Humans' Models and Learned Models

par

Jason Eisner

Computer Science at Johns Hopkins University

 

Vendredi 21 septembre 2018, 10:00-12:00, Salle 3195, Pavillon André-Aisenstadt

    Université de Montréal, 2920 Chemin de la Tour

 

La conférence sera présentée en anglais

Résumé:

Humans like to construct intricate theories of the world, often involving representations
of hidden processes. AI systems that are aware of these theories and representations can use them
(a) to reason about novel situations and (b) to better collaborate with humans. Typically, a theory
of some domain can be made precise as a structured generative probability model, with a large set
of parameters to be filled in through machine learning.

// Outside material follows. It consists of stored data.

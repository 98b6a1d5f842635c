//! Live NuGet registry client.
//!
//! Downloads `GET {base}/{id}/{version}/{id}.{version}.nupkg` from a v3
//! flat container, opens the archive, and reads the dependencies declared
//! in its `.nuspec`. Ids and versions are lowercased, as the flat container
//! expects. The `latest` token is resolved through `{base}/{id}/index.json`.

use std::io::{Cursor, Read, Seek};
use std::time::Duration;

use reqwest::blocking::Client;
use serde::Deserialize;
use tracing::{debug, trace};
use zip::ZipArchive;

use super::{get_checked, DirectDependencies, FetchError, MetadataSource};
use crate::graph::LATEST_VERSION;
use crate::parser::parse_nuspec;

/// Public NuGet v3 flat container.
pub const DEFAULT_NUGET_URL: &str = "https://api.nuget.org/v3-flatcontainer";

/// Body of `{base}/{id}/index.json`: every published version, oldest first.
#[derive(Debug, Deserialize)]
struct VersionIndex {
    versions: Vec<String>,
}

/// Blocking NuGet client with a per-request timeout.
#[derive(Debug, Clone)]
pub struct NuGetRegistry {
    client: Client,
    base_url: String,
    timeout: Duration,
}

impl NuGetRegistry {
    /// Creates a client for `base_url` whose requests give up after `timeout`.
    pub fn new(base_url: impl Into<String>, timeout: Duration) -> Result<Self, reqwest::Error> {
        let client = Client::builder()
            .timeout(timeout)
            .user_agent(concat!("depscope/", env!("CARGO_PKG_VERSION")))
            .build()?;

        Ok(Self {
            client,
            base_url: base_url.into().trim_end_matches('/').to_string(),
            timeout,
        })
    }

    /// URL of the `.nupkg` archive for an exact version.
    pub fn package_url(&self, id: &str, version: &str) -> String {
        let id = id.to_ascii_lowercase();
        let version = version.to_ascii_lowercase();
        format!("{}/{id}/{version}/{id}.{version}.nupkg", self.base_url)
    }

    /// URL of the version listing for `id`.
    pub fn index_url(&self, id: &str) -> String {
        format!("{}/{}/index.json", self.base_url, id.to_ascii_lowercase())
    }

    /// Picks the newest stable version, or the newest prerelease when no
    /// stable one exists.
    fn resolve_latest(&self, id: &str) -> Result<String, FetchError> {
        let url = self.index_url(id);
        debug!(%url, "Resolving latest version");

        let body = get_checked(&self.client, &url, id, LATEST_VERSION, self.timeout)?
            .text()
            .map_err(|e| network(id, e))?;
        let index: VersionIndex = serde_json::from_str(&body).map_err(|e| FetchError::Parse {
            package: id.to_string(),
            message: e.to_string(),
        })?;

        index
            .versions
            .iter()
            .rev()
            .find(|v| !v.contains('-'))
            .or_else(|| index.versions.last())
            .cloned()
            .ok_or_else(|| FetchError::NotFound {
                package: id.to_string(),
                version: LATEST_VERSION.to_string(),
            })
    }

    fn download_nuspec(&self, id: &str, version: &str) -> Result<String, FetchError> {
        let url = self.package_url(id, version);
        debug!(%url, "Downloading package");

        let bytes = get_checked(&self.client, &url, id, version, self.timeout)?
            .bytes()
            .map_err(|e| network(id, e))?;
        read_nuspec(Cursor::new(bytes)).map_err(|message| FetchError::Parse {
            package: id.to_string(),
            message,
        })
    }
}

fn network(package: &str, error: reqwest::Error) -> FetchError {
    FetchError::Network {
        package: package.to_string(),
        message: error.to_string(),
    }
}

/// Reads the first `.nuspec` entry of a package archive.
fn read_nuspec<R: Read + Seek>(reader: R) -> Result<String, String> {
    let mut archive = ZipArchive::new(reader).map_err(|e| format!("invalid package archive: {e}"))?;

    for i in 0..archive.len() {
        let mut entry = archive
            .by_index(i)
            .map_err(|e| format!("invalid package archive: {e}"))?;
        let name = entry.name().to_string();
        if !name.to_ascii_lowercase().ends_with(".nuspec") {
            continue;
        }
        trace!(entry = %name, "Found manifest");
        let mut content = String::new();
        entry
            .read_to_string(&mut content)
            .map_err(|e| format!("unreadable manifest {name}: {e}"))?;
        return Ok(content);
    }

    Err("package archive contains no .nuspec file".to_string())
}

impl MetadataSource for NuGetRegistry {
    fn fetch_dependencies(
        &self,
        package: &str,
        version: &str,
    ) -> Result<DirectDependencies, FetchError> {
        let version = if version == LATEST_VERSION {
            self.resolve_latest(package)?
        } else {
            version.to_string()
        };

        let nuspec = self.download_nuspec(package, &version)?;
        let deps: DirectDependencies = parse_nuspec(&nuspec)
            .map_err(|e| FetchError::Parse {
                package: package.to_string(),
                message: e.to_string(),
            })?
            .into_iter()
            .map(|dep| (dep.name, dep.version))
            .collect();

        debug!(package, %version, followed = deps.len(), "Resolved metadata");
        Ok(deps)
    }
}

#[cfg(test)]
mod tests {
    use super::*;
    use std::io::Write;
    use zip::write::SimpleFileOptions;
    use zip::{CompressionMethod, ZipWriter};

    const NAMESPACED: &str = r#"<?xml version="1.0" encoding="utf-8"?>
<package xmlns="http://schemas.microsoft.com/packaging/2013/05/nuspec.xsd">
  <metadata>
    <id>Serilog.Sinks.File</id>
    <version>5.0.0</version>
    <dependencies>
      <group targetFramework=".NETFramework4.5">
        <dependency id="Serilog" version="2.10.0" exclude="Build,Analyzers" />
      </group>
      <group targetFramework=".NETStandard2.0">
        <dependency id="Serilog" version="2.10.0" />
        <dependency id="System.Text.Encoding.Extensions" version="4.3.0" />
      </group>
    </dependencies>
  </metadata>
</package>"#;

    const PLAIN: &str = r#"<package>
  <metadata>
    <id>Demo</id>
    <dependencies>
      <dependency id="Newtonsoft.Json" version="13.0.1" />
    </dependencies>
  </metadata>
</package>"#;

    fn registry(url: String) -> NuGetRegistry {
        NuGetRegistry::new(url, Duration::from_secs(5)).unwrap()
    }

    /// Builds a `.nupkg` holding the given entries.
    fn nupkg(entries: &[(&str, &str)]) -> Vec<u8> {
        let mut writer = ZipWriter::new(Cursor::new(Vec::new()));
        let options = SimpleFileOptions::default().compression_method(CompressionMethod::Stored);
        for (name, content) in entries {
            writer.start_file(*name, options).unwrap();
            writer.write_all(content.as_bytes()).unwrap();
        }
        writer.finish().unwrap().into_inner()
    }

    fn serve_package(server: &mut mockito::Server, path: &str, nuspec: &str) -> mockito::Mock {
        server
            .mock("GET", path)
            .with_status(200)
            .with_header("content-type", "application/octet-stream")
            .with_body(nupkg(&[
                ("_rels/.rels", "<Relationships />"),
                ("demo.nuspec", nuspec),
                ("lib/net6.0/Demo.dll", "binary"),
            ]))
            .create()
    }

    #[test]
    fn test_urls_are_lowercased() {
        let reg = registry("https://nuget.example.com/v3/".to_string());

        assert_eq!(
            reg.package_url("Newtonsoft.Json", "13.0.1-Beta1"),
            "https://nuget.example.com/v3/newtonsoft.json/13.0.1-beta1/newtonsoft.json.13.0.1-beta1.nupkg"
        );
        assert_eq!(
            reg.index_url("Newtonsoft.Json"),
            "https://nuget.example.com/v3/newtonsoft.json/index.json"
        );
    }

    #[test]
    fn test_fetch_plain_dependencies() {
        let mut server = mockito::Server::new();
        let mock = serve_package(&mut server, "/demo/1.0.0/demo.1.0.0.nupkg", PLAIN);

        let deps = registry(server.url())
            .fetch_dependencies("Demo", "1.0.0")
            .unwrap();

        mock.assert();
        assert_eq!(deps.len(), 1);
        assert_eq!(deps["Newtonsoft.Json"], "13.0.1");
    }

    #[test]
    fn test_fetch_grouped_dependencies_with_namespace() {
        let mut server = mockito::Server::new();
        let _mock = serve_package(
            &mut server,
            "/serilog.sinks.file/5.0.0/serilog.sinks.file.5.0.0.nupkg",
            NAMESPACED,
        );

        let deps = registry(server.url())
            .fetch_dependencies("Serilog.Sinks.File", "5.0.0")
            .unwrap();

        assert_eq!(
            deps.keys().collect::<Vec<_>>(),
            vec!["Serilog", "System.Text.Encoding.Extensions"]
        );
        assert_eq!(deps["Serilog"], "2.10.0");
    }

    #[test]
    fn test_fetch_latest_resolves_newest_stable() {
        let mut server = mockito::Server::new();
        let index = server
            .mock("GET", "/demo/index.json")
            .with_status(200)
            .with_body(r#"{"versions": ["1.0.0", "2.0.0", "3.0.0-preview.1"]}"#)
            .create();
        let package = serve_package(&mut server, "/demo/2.0.0/demo.2.0.0.nupkg", PLAIN);

        let deps = registry(server.url())
            .fetch_dependencies("Demo", LATEST_VERSION)
            .unwrap();

        index.assert();
        package.assert();
        assert!(deps.contains_key("Newtonsoft.Json"));
    }

    #[test]
    fn test_fetch_latest_falls_back_to_prerelease() {
        let mut server = mockito::Server::new();
        let _index = server
            .mock("GET", "/demo/index.json")
            .with_status(200)
            .with_body(r#"{"versions": ["0.1.0-alpha"]}"#)
            .create();
        let package = serve_package(
            &mut server,
            "/demo/0.1.0-alpha/demo.0.1.0-alpha.nupkg",
            PLAIN,
        );

        registry(server.url())
            .fetch_dependencies("Demo", LATEST_VERSION)
            .unwrap();
        package.assert();
    }

    #[test]
    fn test_fetch_latest_without_versions_is_not_found() {
        let mut server = mockito::Server::new();
        let _index = server
            .mock("GET", "/demo/index.json")
            .with_status(200)
            .with_body(r#"{"versions": []}"#)
            .create();

        let err = registry(server.url())
            .fetch_dependencies("Demo", LATEST_VERSION)
            .unwrap_err();
        assert!(matches!(err, FetchError::NotFound { .. }));
    }

    #[test]
    fn test_fetch_not_found() {
        let mut server = mockito::Server::new();
        let _mock = server
            .mock("GET", "/ghost/1.0.0/ghost.1.0.0.nupkg")
            .with_status(404)
            .create();

        let err = registry(server.url())
            .fetch_dependencies("Ghost", "1.0.0")
            .unwrap_err();
        assert!(matches!(err, FetchError::NotFound { .. }));
    }

    #[test]
    fn test_fetch_non_archive_is_parse_error() {
        let mut server = mockito::Server::new();
        let _mock = server
            .mock("GET", "/demo/1.0.0/demo.1.0.0.nupkg")
            .with_status(200)
            .with_body("<html>not a package</html>")
            .create();

        let err = registry(server.url())
            .fetch_dependencies("Demo", "1.0.0")
            .unwrap_err();
        assert!(matches!(err, FetchError::Parse { .. }));
    }

    #[test]
    fn test_fetch_archive_without_manifest_is_parse_error() {
        let mut server = mockito::Server::new();
        let _mock = server
            .mock("GET", "/demo/1.0.0/demo.1.0.0.nupkg")
            .with_status(200)
            .with_body(nupkg(&[("lib/net6.0/Demo.dll", "binary")]))
            .create();

        let err = registry(server.url())
            .fetch_dependencies("Demo", "1.0.0")
            .unwrap_err();
        assert!(matches!(err, FetchError::Parse { .. }));
        assert!(err.to_string().contains("no .nuspec"));
    }

    #[test]
    fn test_fetch_broken_manifest_is_parse_error() {
        let mut server = mockito::Server::new();
        let _mock = serve_package(
            &mut server,
            "/demo/1.0.0/demo.1.0.0.nupkg",
            "<package><metadata></package>",
        );

        let err = registry(server.url())
            .fetch_dependencies("Demo", "1.0.0")
            .unwrap_err();
        assert!(matches!(err, FetchError::Parse { .. }));
    }
}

This talk will consider some diverse examples of rich probabilistic modeling, drawn from natural
language processing and other human-computer collaboration settings. It will sketch how novel ML
algorithms were needed to handle the challenges of efficient inference and learning in these
models. By way of closing, we will discuss how to accelerate this ML4AI development process, via a
common layer of declarative infrastructure that can be equipped with generic algorithms.

Bio :

Jason Eisner is Professor of Computer Science at Johns Hopkins University, where he is also affiliated with the Center for Language and Speech Processing, the Machine Learning Group, the Cognitive Science Department, and the national Center of Excellence in Human Language Technology. He is an action editor for JAIR and TACL. His goal is to develop the probabilistic modeling, inference, and learning techniques needed for a unified model of all kinds of linguistic structure. His 125+ papers have presented various algorithms for parsing, machine translation, and weighted finite-state machines; formalizations, algorithms, theorems, and empirical results in computational phonology; and unsupervised or semi-supervised learning methods for syntax, morphology, and word-sense disambiguation. He is also the lead designer of Dyna, a new declarative programming language that provides an infrastructure for AI research. He has received two school-wide awards for excellence in teaching.